§ AIM OF THE TASK: Start at the first line of the listing below. Write out each line exactly, stopping after the one that contains "const ENERGY_THRESHOLD: f32 = 0.03;".

§ EXTRACTED INFORMATION:

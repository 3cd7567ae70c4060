//! Utterance endpointing
//!
//! Decides when a microphone capture cycle has heard a complete utterance.
//! Uses local RMS energy only: speech starts when energy crosses a threshold
//! and ends after a run of trailing silence.

use super::capture::SAMPLE_RATE;

/// Minimum audio energy threshold to consider speech
const ENERGY_THRESHOLD: f32 = 0.03;

/// Minimum duration of speech to count as an utterance (0.3s at 16kHz)
const MIN_SPEECH_SAMPLES: usize = 4800;

/// Endpointing limits, in samples
#[derive(Debug, Clone, Copy, PartialEq, Eq)]
pub struct EndpointConfig {
    /// Trailing silence that closes an utterance
    pub silence_samples: usize,

    /// Silence before any speech after which the cycle reports no speech
    pub no_speech_samples: usize,

    /// Hard cap on the whole cycle, waiting included
    pub max_samples: usize,
}

impl EndpointConfig {
    /// Build limits from durations at the capture sample rate
    ///
    /// Oversized durations saturate instead of overflowing.
    #[must_use]
    pub fn from_durations(silence_ms: u64, no_speech_secs: u64, max_listen_secs: u64) -> Self {
        let rate = u64::from(SAMPLE_RATE);
        let samples = |n: u64| usize::try_from(n).unwrap_or(usize::MAX);
        Self {
            silence_samples: samples(silence_ms.saturating_mul(rate) / 1000),
            no_speech_samples: samples(no_speech_secs.saturating_mul(rate)),
            max_samples: samples(max_listen_secs.saturating_mul(rate)),
        }
    }
}

impl Default for EndpointConfig {
    fn default() -> Self {
        Self::from_durations(800, 5, 10)
    }
}

/// Outcome of feeding a block of samples
#[derive(Debug, Clone, Copy, PartialEq, Eq)]
pub enum Endpoint {
    /// Keep listening
    Pending,
    /// An utterance is ready in the speech buffer
    Complete,
    /// Nothing was said before the no-speech timeout
    NoSpeech,
}

#[derive(Debug, Clone, Copy, PartialEq, Eq)]
enum Phase {
    Waiting,
    Speaking,
}

/// Tracks speech activity across one capture cycle
#[derive(Debug)]
pub struct Endpointer {
    config: EndpointConfig,
    phase: Phase,
    speech_buffer: Vec<f32>,
    silence_counter: usize,
    waited: usize,
    elapsed: usize,
}

impl Endpointer {
    /// Create an endpointer for one cycle
    #[must_use]
    pub const fn new(config: EndpointConfig) -> Self {
        Self {
            config,
            phase: Phase::Waiting,
            speech_buffer: Vec::new(),
            silence_counter: 0,
            waited: 0,
            elapsed: 0,
        }
    }

    /// Feed captured samples
    pub fn push(&mut self, samples: &[f32]) -> Endpoint {
        if samples.is_empty() {
            return Endpoint::Pending;
        }

        self.elapsed = self.elapsed.saturating_add(samples.len());

        let energy = calculate_energy(samples);
        let is_speech = energy > ENERGY_THRESHOLD;

        match self.phase {
            Phase::Waiting => {
                if is_speech {
                    self.phase = Phase::Speaking;
                    self.speech_buffer.clear();
                    self.speech_buffer.extend_from_slice(samples);
                    self.silence_counter = 0;
                    tracing::trace!(energy, "speech started");
                } else {
                    self.waited += samples.len();
                    if self.waited >= self.config.no_speech_samples {
                        tracing::debug!(waited = self.waited, "no speech before timeout");
                        return Endpoint::NoSpeech;
                    }
                }
            }
            Phase::Speaking => {
                self.speech_buffer.extend_from_slice(samples);

                if is_speech {
                    self.silence_counter = 0;
                } else {
                    self.silence_counter += samples.len();
                }

                if self.silence_counter > self.config.silence_samples {
                    if self.speech_buffer.len() > MIN_SPEECH_SAMPLES + self.silence_counter {
                        tracing::debug!(samples = self.speech_buffer.len(), "utterance complete");
                        return Endpoint::Complete;
                    }

                    // A click or breath, not speech
                    self.waited += self.speech_buffer.len();
                    self.speech_buffer.clear();
                    self.silence_counter = 0;
                    self.phase = Phase::Waiting;
                }
            }
        }

        if self.elapsed >= self.config.max_samples {
            tracing::debug!(elapsed = self.elapsed, "capture cycle hit length cap");
            return if self.phase == Phase::Speaking {
                Endpoint::Complete
            } else {
                Endpoint::NoSpeech
            };
        }

        Endpoint::Pending
    }

    /// Take the buffered utterance
    pub fn take_speech(&mut self) -> Vec<f32> {
        std::mem::take(&mut self.speech_buffer)
    }

    /// Whether speech has started in this cycle
    #[must_use]
    pub fn is_speaking(&self) -> bool {
        self.phase == Phase::Speaking
    }
}

/// Calculate RMS energy of audio samples
#[allow(clippy::cast_precision_loss)]
pub(crate) fn calculate_energy(samples: &[f32]) -> f32 {
    if samples.is_empty() {
        return 0.0;
    }

    let sum_squares: f32 = samples.iter().map(|s| s * s).sum();
    (sum_squares / samples.len() as f32).sqrt()
}

#[cfg(test)]
mod tests {
    use super::*;

    const BLOCK: usize = 1600;

    fn loud() -> Vec<f32> {
        vec![0.3; BLOCK]
    }

    fn quiet() -> Vec<f32> {
        vec![0.0; BLOCK]
    }

    #[test]
    fn test_energy_calculation() {
        assert!(calculate_energy(&quiet()) < 0.001);
        assert!(calculate_energy(&[0.5f32; 100]) > 0.4);
        assert!(calculate_energy(&[]) < f32::EPSILON);
    }

    #[test]
    fn test_utterance_completes_after_silence() {
        let mut endpointer = Endpointer::new(EndpointConfig::default());

        for _ in 0..10 {
            assert_eq!(endpointer.push(&loud()), Endpoint::Pending);
        }
        assert!(endpointer.is_speaking());

        let mut outcome = Endpoint::Pending;
        for _ in 0..20 {
            outcome = endpointer.push(&quiet());
            if outcome != Endpoint::Pending {
                break;
            }
        }

        assert_eq!(outcome, Endpoint::Complete);
        assert!(endpointer.take_speech().len() >= BLOCK * 10);
    }

    #[test]
    fn test_no_speech_timeout() {
        let config = EndpointConfig::from_durations(800, 1, 10);
        let mut endpointer = Endpointer::new(config);

        let mut outcome = Endpoint::Pending;
        for _ in 0..20 {
            outcome = endpointer.push(&quiet());
            if outcome != Endpoint::Pending {
                break;
            }
        }

        assert_eq!(outcome, Endpoint::NoSpeech);
    }

    #[test]
    fn test_length_cap() {
        let config = EndpointConfig::from_durations(800, 5, 1);
        let mut endpointer = Endpointer::new(config);

        let mut outcome = Endpoint::Pending;
        for _ in 0..20 {
            outcome = endpointer.push(&loud());
            if outcome != Endpoint::Pending {
                break;
            }
        }

        assert_eq!(outcome, Endpoint::Complete);
    }

    #[test]
    fn test_cap_counts_time_spent_waiting() {
        let mut endpointer = Endpointer::new(EndpointConfig::from_durations(800, 5, 10));

        for _ in 0..45 {
            assert_eq!(endpointer.push(&quiet()), Endpoint::Pending);
        }

        let mut fed = BLOCK * 45;
        let outcome = loop {
            fed += BLOCK;
            match endpointer.push(&loud()) {
                Endpoint::Pending => assert!(fed < 16000 * 10, "cycle ran past the cap"),
                done => break done,
            }
        };

        assert_eq!(outcome, Endpoint::Complete);
        assert_eq!(fed, 16000 * 10);
        assert_eq!(endpointer.take_speech().len(), BLOCK * 55);
    }

    #[test]
    fn test_cap_without_speech_is_no_speech() {
        let mut endpointer = Endpointer::new(EndpointConfig::from_durations(800, 30, 2));

        let mut outcome = Endpoint::Pending;
        for _ in 0..20 {
            outcome = endpointer.push(&quiet());
            if outcome != Endpoint::Pending {
                break;
            }
        }

        assert_eq!(outcome, Endpoint::NoSpeech);
    }

    #[test]
    fn test_huge_durations_saturate() {
        let config = EndpointConfig::from_durations(u64::MAX, u64::MAX, u64::MAX);
        assert!(config.silence_samples > 0);
        assert_eq!(config.max_samples, usize::MAX);
    }

    #[test]
    fn test_short_blip_is_ignored() {
        let mut endpointer = Endpointer::new(EndpointConfig::default());

        endpointer.push(&loud());
        for _ in 0..10 {
            assert_eq!(endpointer.push(&quiet()), Endpoint::Pending);
        }

        assert!(!endpointer.is_speaking());
    }
}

§ SOLUTION TO THIS PROBLEM:
repository 3cd7567ae70c4060
//! Utterance endpointing
//!
//! Decides when a microphone capture cycle has heard a complete utterance.
//! Uses local RMS energy only: speech starts when energy crosses a threshold
//! and ends after a run of trailing silence.

use super::capture::SAMPLE_RATE;

/// Minimum audio energy threshold to consider speech
const ENERGY_THRESHOLD: f32 = 0.03;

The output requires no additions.